• **WHAT IS EXPECTED**
All lines holding the word "isize" are to be copied from the records beneath.

• **RECORDS**
□ □ □

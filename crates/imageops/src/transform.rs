//! Affine transform: scale, rotate, translate.
//!
//! Steps run in that order on every frame:
//!
//! 1. **scale** - skipped when `|scale - 1| <= eps`; resampled with
//!    [`resize_filtered`] to `max(1, round(w * scale))`
//! 2. **rotate** - skipped when `|deg| <= eps`; counter-clockwise around the
//!    frame center, optionally growing the canvas to the rotated bounds
//! 3. **translate** - integer shift onto a same-size zero canvas
//!
//! Rotation works backwards: each output pixel center is mapped through a
//! [`DAffine2`] into the source and sampled there. Centers landing outside
//! the source are transparent black.

use glam::{DAffine2, DMat2, DVec2};
use imageops_core::{ImageBatch, OpsConfig, OpsError, OpsResult, clamp01};
use serde::{Deserialize, Serialize};
use tracing::{debug, error, trace};

use crate::kernel::replicate_index;
use crate::operator::ImageOp;
use crate::parallel::for_each_chunk;
use crate::resize::{Filter, resize_filtered};

/// Scale, rotate and translate every frame.
#[derive(Debug, Clone, Copy, PartialEq, Serialize, Deserialize)]
#[serde(default)]
pub struct Transform {
    /// Horizontal shift in pixels, positive to the right.
    pub translate_x: i32,
    /// Vertical shift in pixels, positive downwards.
    pub translate_y: i32,
    /// Counter-clockwise rotation in degrees.
    pub rotate_deg: f32,
    /// Uniform scale factor.
    pub scale: f32,
    /// Resampling filter for scale and rotate.
    pub filter: Filter,
    /// Grow the canvas to fit the rotated frame.
    pub expand: bool,
}

impl Default for Transform {
    fn default() -> Self {
        Self {
            translate_x: 0,
            translate_y: 0,
            rotate_deg: 0.0,
            scale: 1.0,
            filter: Filter::Bilinear,
            expand: false,
        }
    }
}

/// Output size and output-to-source mapping of a rotation.
#[derive(Debug, Clone, Copy)]
struct Rotation {
    to_source: DAffine2,
    width: usize,
    height: usize,
}

impl Rotation {
    fn new(width: usize, height: usize, deg: f64, expand: bool) -> Self {
        let center = DVec2::new(width as f64 / 2.0, height as f64 / 2.0);
        // Snap to 15 decimals so right angles yield exact integer bounds.
        let snap = |v: f64| (v * 1e15).round() / 1e15;
        let (sin, cos) = deg.to_radians().sin_cos();
        let (sin, cos) = (snap(sin), snap(cos));
        let rot = DMat2::from_cols_array(&[cos, sin, -sin, cos]);
        let mut to_source = DAffine2::from_translation(center)
            * DAffine2::from_mat2(rot)
            * DAffine2::from_translation(-center);

        if !expand {
            return Self { to_source, width, height };
        }

        let (w, h) = (width as f64, height as f64);
        let corners = [DVec2::ZERO, DVec2::new(w, 0.0), DVec2::new(w, h), DVec2::new(0.0, h)]
            .map(|p| to_source.transform_point2(p));
        let min = corners.iter().fold(DVec2::splat(f64::INFINITY), |a, p| a.min(*p));
        let max = corners.iter().fold(DVec2::splat(f64::NEG_INFINITY), |a, p| a.max(*p));
        let nw = (max.x.ceil() - min.x.floor()).max(1.0);
        let nh = (max.y.ceil() - min.y.floor()).max(1.0);

        to_source = to_source * DAffine2::from_translation(DVec2::new(-(nw - w) / 2.0, -(nh - h) / 2.0));
        Self { to_source, width: nw as usize, height: nh as usize }
    }
}

/// Samples `frame` at continuous position (`u`, `v`) into `out`.
///
/// Positions outside `[0, w) x [0, h)` yield zeros. Interpolating filters
/// place sample centers at half-integers and clamp their taps to the edge.
/// Cubic overshoot is clamped back to `[0, 1]`.
#[allow(clippy::too_many_arguments)]
fn sample(frame: &[f32], w: usize, h: usize, c: usize, u: f64, v: f64, filter: Filter, out: &mut [f32]) {
    if !(u >= 0.0 && u < w as f64 && v >= 0.0 && v < h as f64) {
        out.fill(0.0);
        return;
    }

    if filter == Filter::Nearest {
        let i = (v as usize * w + u as usize) * c;
        out.copy_from_slice(&frame[i..i + c]);
        return;
    }

    let (fx, fy) = (u - 0.5, v - 0.5);
    let (x0, y0) = (fx.floor(), fy.floor());
    let (dx, dy) = ((fx - x0) as f32, (fy - y0) as f32);
    let (x0, y0) = (x0 as isize, y0 as isize);
    let support = filter.support() as isize;

    out.fill(0.0);
    for ky in (1 - support)..=support {
        let wy = filter.weight(ky as f32 - dy);
        if wy == 0.0 {
            continue;
        }
        let sy = replicate_index(y0 + ky, h);
        for kx in (1 - support)..=support {
            let wx = filter.weight(kx as f32 - dx);
            if wx == 0.0 {
                continue;
            }
            let i = (sy * w + replicate_index(x0 + kx, w)) * c;
            for ch in 0..c {
                out[ch] += frame[i + ch] * wx * wy;
            }
        }
    }
    for v in out.iter_mut() {
        *v = clamp01(*v);
    }
}

fn check_scale_dimension(width: usize, height: usize, limit: usize) -> OpsResult<()> {
    if width > limit || height > limit {
        error!(width, height, limit, "transformed size exceeds maximum dimension");
        return Err(OpsError::SizeLimitExceeded { width, height, limit });
    }
    Ok(())
}

impl Transform {
    fn scale_step(&self, src: ImageBatch, cfg: &OpsConfig) -> OpsResult<ImageBatch> {
        if (self.scale - 1.0).abs() <= cfg.epsilon {
            return Ok(src);
        }
        let (b, h, w, c) = src.shape();
        let s = self.scale as f64;
        let nw = ((w as f64 * s).round_ties_even() as usize).max(1);
        let nh = ((h as f64 * s).round_ties_even() as usize).max(1);
        check_scale_dimension(nw, nh, cfg.max_scale_dimension)?;
        cfg.warn_if_large(nw, nh, c * b);
        debug!(from_w = w, from_h = h, nw, nh, "transform scale");

        let mut data = Vec::with_capacity(b * nw * nh * c);
        for frame in src.frames() {
            data.extend(resize_filtered(frame, w, h, c, nw, nh, self.filter).into_iter().map(clamp01));
        }
        ImageBatch::from_data(b, nh, nw, c, data)
    }

    fn rotate_step(&self, src: ImageBatch, cfg: &OpsConfig) -> OpsResult<ImageBatch> {
        if self.rotate_deg.abs() <= cfg.epsilon {
            return Ok(src);
        }
        let (b, h, w, c) = src.shape();
        let rot = Rotation::new(w, h, self.rotate_deg as f64, self.expand);
        if self.expand {
            check_scale_dimension(rot.width, rot.height, cfg.max_scale_dimension)?;
            cfg.warn_if_large(rot.width, rot.height, c * b);
        }
        let (ow, oh) = (rot.width, rot.height);
        debug!(ow, oh, "transform rotate");

        let filter = self.filter;
        let mut out = ImageBatch::zeros(b, oh, ow, c)?;
        let row_len = ow * c;
        for_each_chunk(out.data_mut(), row_len, |row, dst| {
            let (f, y) = (row / oh, row % oh);
            let frame = src.frame(f);
            for (x, px) in dst.chunks_exact_mut(c).enumerate() {
                let p = rot.to_source.transform_point2(DVec2::new(x as f64 + 0.5, y as f64 + 0.5));
                sample(frame, w, h, c, p.x, p.y, filter, px);
            }
        });
        Ok(out)
    }

    fn translate_step(&self, src: ImageBatch) -> ImageBatch {
        let (tx, ty) = (self.translate_x as i64, self.translate_y as i64);
        if tx == 0 && ty == 0 {
            return src;
        }
        let (_, h, w, c) = src.shape();
        let mut out = src.clone();
        let row_len = w * c;
        for_each_chunk(out.data_mut(), row_len, |row, dst| {
            let (f, y) = (row / h, row % h);
            let sy = y as i64 - ty;
            if sy < 0 || sy >= h as i64 {
                dst.fill(0.0);
                return;
            }
            let src_row = &src.frame(f)[sy as usize * row_len..(sy as usize + 1) * row_len];
            for (x, px) in dst.chunks_exact_mut(c).enumerate() {
                let sx = x as i64 - tx;
                if sx < 0 || sx >= w as i64 {
                    px.fill(0.0);
                } else {
                    let i = sx as usize * c;
                    px.copy_from_slice(&src_row[i..i + c]);
                }
            }
        });
        out
    }
}

impl ImageOp for Transform {
    fn name(&self) -> &'static str {
        "transform"
    }

    fn process(&self, src: &ImageBatch, cfg: &OpsConfig) -> OpsResult<ImageBatch> {
        trace!(
            translate_x = self.translate_x,
            translate_y = self.translate_y,
            rotate_deg = self.rotate_deg,
            scale = self.scale,
            filter = ?self.filter,
            expand = self.expand,
            "transform::process"
        );
        let scaled = self.scale_step(src.clone(), cfg)?;
        let rotated = self.rotate_step(scaled, cfg)?;
        Ok(self.translate_step(rotated))
    }
}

□ □ □

• **OUTPUT OF THE TASK**
    let (x0, y0) = (x0 as isize, y0 as isize);
    let support = filter.support() as isize;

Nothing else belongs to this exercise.